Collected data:
■ ■ ■ ■
#![warn(missing_docs)]
//! # Versus
//!
//! Head-to-head benchmarking of two implementations with a statistical verdict.
//!
//! Versus runs the same tasks against two variants and decides, with a stated
//! confidence, which one to prefer:
//! - **Orchestration**: bounded concurrency over a pool of runner contexts, layered timeouts, retries with backoff, failure-threshold abort
//! - **Quality Control**: IQR outlier removal and coefficient-of-variation stability checks per cell
//! - **Statistics**: Welch's t-test, Cohen's d with magnitude classes, achievable minimum detectable effect
//! - **Validation**: FNV-1a result digests compared against a reference oracle, with an auditable allow-list
//! - **Decision**: tiered per-task recommendations and a weighted overall verdict
//!
//! ## Quick Start
//!
//! ```ignore
//! use versus::prelude::*;
//!
//! let config = PipelineConfig::default();
//! let variants = VariantPair::new("rust", "go");
//! let quality = QualityController::new(config.quality.clone()).clean(&samples);
//! let analysis = StatisticalAnalyzer::new(config.statistics).analyze(&quality, &variants);
//! ```
//!
//! ## Custom Runners
//!
//! ```ignore
//! struct InProcess;
//!
//! impl Runner for InProcess {
//!     fn execute<'a>(&'a self, request: &'a TrialRequest)
//!         -> BoxFuture<'a, Result<TrialOutcome, RunnerError>> {
//!         Box::pin(async move { Ok(TrialOutcome::measured(1.0, 0, None)) })
//!     }
//! }
//! ```

// Re-export core types
pub use versus_core::{
    BenchmarkPlan, CancellationToken, Cell, CellOutcome, CellStatus, ExecutionObserver,
    ExecutionReport, FailureReason, FatalAbort, Metric, Orchestrator, OrchestratorConfig,
    OrchestratorError, PipelineConfig, RetryPolicy, RunState, Runner, RunnerError, RunnerPool,
    Sample, Scale, SchedulingMode, TaskSpec, TimeoutPolicy, TrialOutcome, TrialRequest,
    ValidationError, VariantId, VariantPair, Workload,
};

// Re-export stats
pub use versus_stats::{
    AnalysisReport, Comparison, ComparisonResult, ComparisonStatus, EffectMagnitude,
    QualityController, QualityLevel, QualityReport, StatisticalAnalyzer, compare,
};

// Re-export logic types
pub use versus_logic::{
    ConfidenceTier, CrossVariantValidator, DecisionEngine, DecisionReport, ReferenceOracle,
    ValidationOutcome, ValidationStatus, digest_f32s, fnv1a_32,
};

// Re-export reporting
pub use versus_report::{
    OutputFormat, PipelineReport, generate_json_report, generate_markdown_report,
};

/// Prelude for convenient imports
pub mod prelude {
    pub use crate::{
        BenchmarkPlan, Cell, CrossVariantValidator, DecisionEngine, Metric, Orchestrator,
        PipelineConfig, QualityController, ReferenceOracle, Runner, RunnerError, RunnerPool,
        Sample, Scale, StatisticalAnalyzer, TaskSpec, TrialOutcome, TrialRequest, VariantPair,
    };
    pub use futures::future::BoxFuture;
}

/// Run the Versus command line.
///
/// ```ignore
/// fn main() {
///     versus::run().unwrap();
/// }
/// ```
pub use versus_cli::{analyze_samples, run};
■ ■ ■ ■
Action item: Write down every entry exactly.

Solution for this exercise:
#![warn(missing_docs)]
//! # Versus
//!
//! Head-to-head benchmarking of two implementations with a statistical verdict.
//!
//! Versus runs the same tasks against two variants and decides, with a stated
//! confidence, which one to prefer:
//! - **Orchestration**: bounded concurrency over a pool of runner contexts, layered timeouts, retries with backoff, failure-threshold abort
//! - **Quality Control**: IQR outlier removal and coefficient-of-variation stability checks per cell
//! - **Statistics**: Welch's t-test, Cohen's d with magnitude classes, achievable minimum detectable effect
//! - **Validation**: FNV-1a result digests compared against a reference oracle, with an auditable allow-list
//! - **Decision**: tiered per-task recommendations and a weighted overall verdict
//!
//! ## Quick Start
//!
//! ```ignore
//! use versus::prelude::*;
//!
//! let config = PipelineConfig::default();
//! let variants = VariantPair::new("rust", "go");
//! let quality = QualityController::new(config.quality.clone()).clean(&samples);
//! let analysis = StatisticalAnalyzer::new(config.statistics).analyze(&quality, &variants);
//! ```
//!
//! ## Custom Runners
//!
//! ```ignore
//! struct InProcess;
//!
//! impl Runner for InProcess {
//!     fn execute<'a>(&'a self, request: &'a TrialRequest)
//!         -> BoxFuture<'a, Result<TrialOutcome, RunnerError>> {
//!         Box::pin(async move { Ok(TrialOutcome::measured(1.0, 0, None)) })
//!     }
//! }
//! ```

// Re-export core types
pub use versus_core::{
    BenchmarkPlan, CancellationToken, Cell, CellOutcome, CellStatus, ExecutionObserver,
    ExecutionReport, FailureReason, FatalAbort, Metric, Orchestrator, OrchestratorConfig,
    OrchestratorError, PipelineConfig, RetryPolicy, RunState, Runner, RunnerError, RunnerPool,
    Sample, Scale, SchedulingMode, TaskSpec, TimeoutPolicy, TrialOutcome, TrialRequest,
    ValidationError, VariantId, VariantPair, Workload,
};

// Re-export stats
pub use versus_stats::{
    AnalysisReport, Comparison, ComparisonResult, ComparisonStatus, EffectMagnitude,
    QualityController, QualityLevel, QualityReport, StatisticalAnalyzer, compare,
};

// Re-export logic types
pub use versus_logic::{
    ConfidenceTier, CrossVariantValidator, DecisionEngine, DecisionReport, ReferenceOracle,
    ValidationOutcome, ValidationStatus, digest_f32s, fnv1a_32,
};

// Re-export reporting
pub use versus_report::{
    OutputFormat, PipelineReport, generate_json_report, generate_markdown_report,
};

/// Prelude for convenient imports
pub mod prelude {
    pub use crate::{
        BenchmarkPlan, Cell, CrossVariantValidator, DecisionEngine, Metric, Orchestrator,
        PipelineConfig, QualityController, ReferenceOracle, Runner, RunnerError, RunnerPool,
        Sample, Scale, StatisticalAnalyzer, TaskSpec, TrialOutcome, TrialRequest, VariantPair,
    };
    pub use futures::future::BoxFuture;
}

/// Run the Versus command line.
///
/// ```ignore
/// fn main() {
///     versus::run().unwrap();
/// }
/// ```
pub use versus_cli::{analyze_samples, run};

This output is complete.